DIRECTIONS FOR THIS TASK: Could you return every line of the records below that contains the word "impl"?

ENTRIES SHOWN:
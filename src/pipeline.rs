use once_cell::sync::OnceCell;
use std::sync::atomic::{AtomicBool, Ordering};
use std::sync::{Arc, Mutex, MutexGuard, PoisonError, RwLock};
use tokio::runtime::{Handle, Runtime};

use crate::binding::SinkBinding;
use crate::config::{PipelineConfig, RuntimeConfig};
use crate::error::{ErrorSink, PipelineError};
use crate::level::Level;
use crate::logger::{Logger, SinkLogger};
use crate::middleware::format::FormatOverride;
use crate::middleware::{
    BatchTarget, CollectMiddleware, ExecutionMiddleware, FilterMiddleware, FormatMiddleware, MiddlewareContext,
    Stage,
};
use crate::pool::LoggerPool;
use crate::registry::PipelineRegistry;
use crate::sink::Sink;
use crate::value::{LogValue, ValueKind};

/// Tokio runtime owned by one pipeline. Drives thread-pool drains and
/// timer-queue ticks.
struct PipelineRuntime {
    runtime: Mutex<Option<Runtime>>,
    handle: Handle,
}

impl PipelineRuntime {
    fn new(config: &RuntimeConfig) -> Result<Self, PipelineError> {
        let runtime = tokio::runtime::Builder::new_multi_thread()
            .worker_threads(config.worker_threads.max(1))
            .max_blocking_threads(config.max_blocking_threads.max(1))
            .thread_name("log-pipeline")
            .enable_time()
            .build()?;
        let handle = runtime.handle().clone();
        Ok(Self {
            runtime: Mutex::new(Some(runtime)),
            handle,
        })
    }

    fn shutdown(&self) {
        let runtime = self.runtime.lock().unwrap_or_else(PoisonError::into_inner).take();
        if let Some(runtime) = runtime {
            // Safe to call from within another runtime, unlike dropping it.
            runtime.shutdown_background();
        }
    }
}

static GLOBAL: OnceCell<Arc<Pipeline>> = OnceCell::new();

/// A complete, independent logging pipeline: registry, logger pool, sink
/// bindings and the runtime their middleware runs on.
///
/// Every administrative call funnels into the registry, which propagates
/// the change to live bindings and loggers. Loggers handed out earlier keep
/// working across any reconfiguration.
///
/// ```ignore
/// let pipeline = Pipeline::new(PipelineConfig::default())?;
/// pipeline.add_sink(ConsoleSink::stdout("console"))?;
/// pipeline.set_execution_middleware("console", catalog::THREAD_POOL)?;
/// pipeline.logger("app").info("started in {Ms} ms", log_args![12]);
/// pipeline.dispose();
/// ```
pub struct Pipeline {
    registry: Arc<PipelineRegistry>,
    pool: LoggerPool,
    bindings: RwLock<Vec<Arc<SinkBinding>>>,
    runtime: PipelineRuntime,
    runtime_config: RuntimeConfig,
    errors: Arc<ErrorSink>,
    // Serializes administrative calls with each other and with dispose.
    admin: Mutex<()>,
    disposed: AtomicBool,
}

impl Pipeline {
    /// Build an isolated pipeline with its own error sink.
    pub fn new(config: PipelineConfig) -> Result<Self, PipelineError> {
        Self::with_errors(config, Arc::new(ErrorSink::new()))
    }

    /// Build a pipeline that reports into `errors`.
    pub fn with_errors(config: PipelineConfig, errors: Arc<ErrorSink>) -> Result<Self, PipelineError> {
        let runtime = PipelineRuntime::new(&config.runtime)?;
        let registry = Arc::new(PipelineRegistry::new(config.level, Arc::clone(&errors)));
        let pool = LoggerPool::new(Arc::clone(&registry), Arc::clone(&errors), config.late_sinks);
        let pipeline = Self {
            registry,
            pool,
            bindings: RwLock::new(Vec::new()),
            runtime,
            runtime_config: config.runtime.clone(),
            errors,
            admin: Mutex::new(()),
            disposed: AtomicBool::new(false),
        };
        pipeline.apply(&config)?;
        tracing::debug!(level = %config.level, "log pipeline created");
        Ok(pipeline)
    }

    /// Process-wide default pipeline, configured from the environment on
    /// first use. Nothing in the crate requires it.
    pub fn global() -> Result<Arc<Pipeline>, PipelineError> {
        GLOBAL
            .get_or_try_init(|| Pipeline::with_errors(PipelineConfig::from_env(), ErrorSink::global()).map(Arc::new))
            .map(Arc::clone)
    }

    fn admin(&self) -> Result<MutexGuard<'_, ()>, PipelineError> {
        let guard = self.admin.lock().unwrap_or_else(PoisonError::into_inner);
        if self.is_disposed() {
            return Err(PipelineError::Disposed);
        }
        Ok(guard)
    }

    pub fn is_disposed(&self) -> bool {
        self.disposed.load(Ordering::Acquire)
    }

    pub fn level(&self) -> Level {
        self.registry.level()
    }

    /// Change the global level. Existing loggers pick it up immediately.
    pub fn set_level(&self, level: Level) -> Result<bool, PipelineError> {
        let _admin = self.admin()?;
        Ok(self.registry.set_level(level))
    }

    /// Select middleware `name` for `sink` at `stage`.
    ///
    /// **Returns**
    /// - `Ok(true)` when the sink's chain was rebuilt.
    /// - `Ok(false)` when `name` was already selected.
    /// - `Err(..)` when the name is unknown or the middleware could not be
    ///   built; the previous middleware stays bound.
    pub fn set_middleware(&self, sink: &str, stage: Stage, name: &str) -> Result<bool, PipelineError> {
        let _admin = self.admin()?;
        self.registry.set_middleware(sink, stage, name)
    }

    pub fn set_execution_middleware(&self, sink: &str, name: &str) -> Result<bool, PipelineError> {
        self.set_middleware(sink, Stage::Execution, name)
    }

    pub fn set_collect_middleware(&self, sink: &str, name: &str) -> Result<bool, PipelineError> {
        self.set_middleware(sink, Stage::Collect, name)
    }

    pub fn set_filter_middleware(&self, sink: &str, name: &str) -> Result<bool, PipelineError> {
        self.set_middleware(sink, Stage::Filter, name)
    }

    pub fn set_format_middleware(&self, sink: &str, name: &str) -> Result<bool, PipelineError> {
        self.set_middleware(sink, Stage::Format, name)
    }

    pub fn middleware(&self, sink: &str, stage: Stage) -> String {
        self.registry.middleware(sink, stage)
    }

    /// Render every argument of `kind` with `render`, in every sink.
    pub fn set_format_override<F>(&self, kind: ValueKind, render: F) -> Result<bool, PipelineError>
    where
        F: Fn(&LogValue) -> String + Send + Sync + 'static,
    {
        let render: FormatOverride = Arc::new(render);
        let _admin = self.admin()?;
        Ok(self.registry.set_format_override(kind, render))
    }

    pub fn clear_format_override(&self, kind: ValueKind) -> Result<bool, PipelineError> {
        let _admin = self.admin()?;
        Ok(self.registry.clear_format_override(kind))
    }

    pub fn register_execution<F>(&self, name: impl Into<String>, factory: F)
    where
        F: Fn(&MiddlewareContext) -> Result<Arc<dyn ExecutionMiddleware>, PipelineError> + Send + Sync + 'static,
    {
        self.registry.register(|catalog| catalog.register_execution(name, factory));
    }

    pub fn register_collect<F>(&self, name: impl Into<String>, factory: F)
    where
        F: Fn(&MiddlewareContext, Arc<dyn BatchTarget>) -> Result<Arc<dyn CollectMiddleware>, PipelineError>
            + Send
            + Sync
            + 'static,
    {
        self.registry.register(|catalog| catalog.register_collect(name, factory));
    }

    pub fn register_filter<F>(&self, name: impl Into<String>, factory: F)
    where
        F: Fn(&MiddlewareContext) -> Result<Arc<dyn FilterMiddleware>, PipelineError> + Send + Sync + 'static,
    {
        self.registry.register(|catalog| catalog.register_filter(name, factory));
    }

    pub fn register_format<F>(&self, name: impl Into<String>, factory: F)
    where
        F: Fn(&MiddlewareContext) -> Result<Arc<dyn FormatMiddleware>, PipelineError> + Send + Sync + 'static,
    {
        self.registry.register(|catalog| catalog.register_format(name, factory));
    }

    pub fn add_sink<S>(&self, sink: S) -> Result<Arc<SinkBinding>, PipelineError>
    where
        S: Sink + 'static,
    {
        self.add_sink_arc(Arc::new(sink))
    }

    /// Bind `sink` with the middleware currently selected for its name.
    ///
    /// Fails with [`PipelineError::DuplicateSink`] if a sink of the same
    /// name is already bound.
    pub fn add_sink_arc(&self, sink: Arc<dyn Sink>) -> Result<Arc<SinkBinding>, PipelineError> {
        let _admin = self.admin()?;
        let name = sink.name().to_string();
        if self.binding(&name).is_some() {
            return Err(PipelineError::DuplicateSink(name));
        }
        let context = MiddlewareContext {
            sink_name: name.clone(),
            runtime: self.runtime.handle.clone(),
            errors: Arc::clone(&self.errors),
            timer_period: self.runtime_config.timer_period(),
            overrides: Arc::clone(self.registry.overrides()),
        };
        let binding = SinkBinding::new(sink, Arc::clone(&self.registry), context)?;
        self.pool.add_prototype(SinkLogger::prototype(Arc::clone(&binding)));
        self.bindings
            .write()
            .unwrap_or_else(PoisonError::into_inner)
            .push(Arc::clone(&binding));
        tracing::debug!(sink = %name, kind = %binding.kind(), "sink added");
        Ok(binding)
    }

    pub fn binding(&self, name: &str) -> Option<Arc<SinkBinding>> {
        self.bindings
            .read()
            .unwrap_or_else(PoisonError::into_inner)
            .iter()
            .find(|binding| binding.name() == name)
            .cloned()
    }

    fn bindings(&self) -> Vec<Arc<SinkBinding>> {
        self.bindings.read().unwrap_or_else(PoisonError::into_inner).clone()
    }

    /// Names of the bound sinks, in the order they were added.
    pub fn sinks(&self) -> Vec<String> {
        self.bindings().iter().map(|binding| binding.name().to_string()).collect()
    }

    /// The logger for `category`. Same category, same instance.
    pub fn logger(&self, category: &str) -> Arc<Logger> {
        self.pool.get(category)
    }

    pub fn pool(&self) -> &LoggerPool {
        &self.pool
    }

    pub fn errors(&self) -> &Arc<ErrorSink> {
        &self.errors
    }

    pub fn registry(&self) -> &Arc<PipelineRegistry> {
        &self.registry
    }

    pub fn runtime_handle(&self) -> Handle {
        self.runtime.handle.clone()
    }

    /// Current configuration, with every bound sink listed.
    pub fn snapshot(&self) -> PipelineConfig {
        let mut snapshot = self.registry.snapshot();
        for binding in self.bindings() {
            snapshot.sinks.entry(binding.name().to_string()).or_default();
        }
        snapshot.runtime = self.runtime_config.clone();
        snapshot.late_sinks = self.pool.late_sinks();
        snapshot
    }

    /// Apply the level and middleware selections of `config`.
    ///
    /// Every name is checked against the catalog before anything changes.
    /// If a middleware fails to build, the selections already made are
    /// restored and the error is returned. The level is only set once every
    /// stage is in place. Runtime sizing and the late-sink policy are fixed
    /// at construction and ignored here.
    pub fn apply(&self, config: &PipelineConfig) -> Result<(), PipelineError> {
        let _admin = self.admin()?;
        for stages in config.sinks.values() {
            for stage in Stage::ALL {
                if let Some(name) = stages.get(stage) {
                    if !self.registry.with_catalog(|catalog| catalog.contains(stage, name)) {
                        return Err(PipelineError::UnknownMiddleware {
                            stage,
                            name: name.to_string(),
                        });
                    }
                }
            }
        }
        if config.runtime != self.runtime_config || config.late_sinks != self.pool.late_sinks() {
            tracing::warn!("runtime and late sink settings only take effect when a pipeline is created");
        }

        let mut applied: Vec<(&str, Stage, String)> = Vec::new();
        for (sink, stages) in &config.sinks {
            for stage in Stage::ALL {
                let Some(name) = stages.get(stage) else {
                    continue;
                };
                let previous = self.registry.middleware(sink, stage);
                match self.registry.set_middleware(sink, stage, name) {
                    Ok(true) => applied.push((sink.as_str(), stage, previous)),
                    Ok(false) => {}
                    Err(err) => {
                        self.roll_back(applied);
                        return Err(err);
                    }
                }
            }
        }
        // Last, so a rejected configuration never changes the level.
        self.registry.set_level(config.level);
        Ok(())
    }

    /// Restore selections changed by a failed [`Pipeline::apply`], newest
    /// first.
    fn roll_back(&self, applied: Vec<(&str, Stage, String)>) {
        for (sink, stage, previous) in applied.into_iter().rev() {
            if let Err(err) = self.registry.set_middleware(sink, stage, &previous) {
                self.errors.handle(err);
            }
        }
        tracing::debug!("rolled back a rejected pipeline configuration");
    }

    /// Block until every record logged so far has reached its sink.
    pub fn flush(&self) {
        if self.is_disposed() {
            return;
        }
        for binding in self.bindings() {
            binding.flush();
        }
    }

    /// Drain every binding, then dispose all stages and sinks and stop the
    /// runtime. Idempotent.
    ///
    /// Afterwards administrative calls fail with
    /// [`PipelineError::Disposed`] and records logged through existing
    /// loggers are dropped without reaching a sink.
    pub fn dispose(&self) {
        let _admin = self.admin.lock().unwrap_or_else(PoisonError::into_inner);
        if self.disposed.swap(true, Ordering::AcqRel) {
            return;
        }
        let bindings = self.bindings();
        for binding in &bindings {
            binding.flush();
        }
        for binding in &bindings {
            binding.dispose();
        }
        self.runtime.shutdown();
        tracing::debug!(sinks = bindings.len(), "log pipeline disposed");
    }
}

impl Drop for Pipeline {
    fn drop(&mut self) {
        self.dispose();
    }
}

impl std::fmt::Debug for Pipeline {
    fn fmt(&self, f: &mut std::fmt::Formatter<'_>) -> std::fmt::Result {
        f.debug_struct("Pipeline")
            .field("level", &self.level())
            .field("sinks", &self.sinks())
            .field("disposed", &self.is_disposed())
            .finish()
    }
}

OUTPUT OF THE TASK:
impl PipelineRuntime {
impl Pipeline {
    pub fn register_execution<F>(&self, name: impl Into<String>, factory: F)
    pub fn register_collect<F>(&self, name: impl Into<String>, factory: F)
    pub fn register_filter<F>(&self, name: impl Into<String>, factory: F)
    pub fn register_format<F>(&self, name: impl Into<String>, factory: F)
impl Drop for Pipeline {
impl std::fmt::Debug for Pipeline {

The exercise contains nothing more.